[Dataset entries]
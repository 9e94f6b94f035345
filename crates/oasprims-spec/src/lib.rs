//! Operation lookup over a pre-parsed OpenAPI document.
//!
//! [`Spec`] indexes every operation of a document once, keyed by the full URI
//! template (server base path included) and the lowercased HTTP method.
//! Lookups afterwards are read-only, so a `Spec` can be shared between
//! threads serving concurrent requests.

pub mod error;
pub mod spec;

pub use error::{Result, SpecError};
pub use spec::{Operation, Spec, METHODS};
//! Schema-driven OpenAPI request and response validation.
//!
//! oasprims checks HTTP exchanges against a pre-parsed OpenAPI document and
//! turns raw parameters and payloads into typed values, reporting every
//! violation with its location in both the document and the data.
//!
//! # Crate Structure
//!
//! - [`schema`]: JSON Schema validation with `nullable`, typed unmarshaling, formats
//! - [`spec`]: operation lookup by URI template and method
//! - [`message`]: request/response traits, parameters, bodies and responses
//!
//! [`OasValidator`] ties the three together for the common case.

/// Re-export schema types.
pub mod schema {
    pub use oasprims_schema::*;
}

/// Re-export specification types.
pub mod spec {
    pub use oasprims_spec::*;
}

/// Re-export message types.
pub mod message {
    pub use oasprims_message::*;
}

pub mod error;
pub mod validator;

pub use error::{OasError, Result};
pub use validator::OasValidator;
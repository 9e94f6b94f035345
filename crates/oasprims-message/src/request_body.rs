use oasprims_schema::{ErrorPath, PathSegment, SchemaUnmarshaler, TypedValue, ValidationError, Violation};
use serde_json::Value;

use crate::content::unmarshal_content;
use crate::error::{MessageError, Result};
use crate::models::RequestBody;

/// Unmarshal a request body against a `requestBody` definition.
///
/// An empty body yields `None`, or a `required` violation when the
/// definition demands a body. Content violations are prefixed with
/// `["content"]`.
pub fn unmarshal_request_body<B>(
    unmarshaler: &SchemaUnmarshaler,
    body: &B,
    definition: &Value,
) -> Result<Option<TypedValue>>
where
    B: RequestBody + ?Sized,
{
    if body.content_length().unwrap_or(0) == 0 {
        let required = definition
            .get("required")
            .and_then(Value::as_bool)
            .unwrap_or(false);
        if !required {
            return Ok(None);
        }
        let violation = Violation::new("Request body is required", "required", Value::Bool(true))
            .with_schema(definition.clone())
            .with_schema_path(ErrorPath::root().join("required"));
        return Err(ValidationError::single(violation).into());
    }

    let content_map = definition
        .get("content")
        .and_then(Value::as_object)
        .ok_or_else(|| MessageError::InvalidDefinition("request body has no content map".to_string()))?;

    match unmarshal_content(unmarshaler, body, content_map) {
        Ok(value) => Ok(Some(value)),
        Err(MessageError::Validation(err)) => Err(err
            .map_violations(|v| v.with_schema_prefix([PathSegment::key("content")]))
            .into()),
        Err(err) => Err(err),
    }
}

▶ _Activity_: Repeat exactly the lines above from the one with "serving concurrent requests." up to and including the one with "filename crates/oasprims-message/src/request_body.rs". No other line belongs in the reply.

▶ _Response below_:
//! threads serving concurrent requests.

pub mod error;
pub mod spec;

pub use error::{Result, SpecError};
pub use spec::{Operation, Spec, METHODS};
//! Schema-driven OpenAPI request and response validation.
//!
//! oasprims checks HTTP exchanges against a pre-parsed OpenAPI document and
//! turns raw parameters and payloads into typed values, reporting every
//! violation with its location in both the document and the data.
//!
//! # Crate Structure
//!
//! - [`schema`]: JSON Schema validation with `nullable`, typed unmarshaling, formats
//! - [`spec`]: operation lookup by URI template and method
//! - [`message`]: request/response traits, parameters, bodies and responses
//!
//! [`OasValidator`] ties the three together for the common case.

/// Re-export schema types.
pub mod schema {
    pub use oasprims_schema::*;
}

/// Re-export specification types.
pub mod spec {
    pub use oasprims_spec::*;
}

/// Re-export message types.
pub mod message {
    pub use oasprims_message::*;
}

pub mod error;
pub mod validator;

pub use error::{OasError, Result};
pub use validator::OasValidator;
repository 9e94f6b94f035345
filename crates/oasprims-message/src/request_body.rs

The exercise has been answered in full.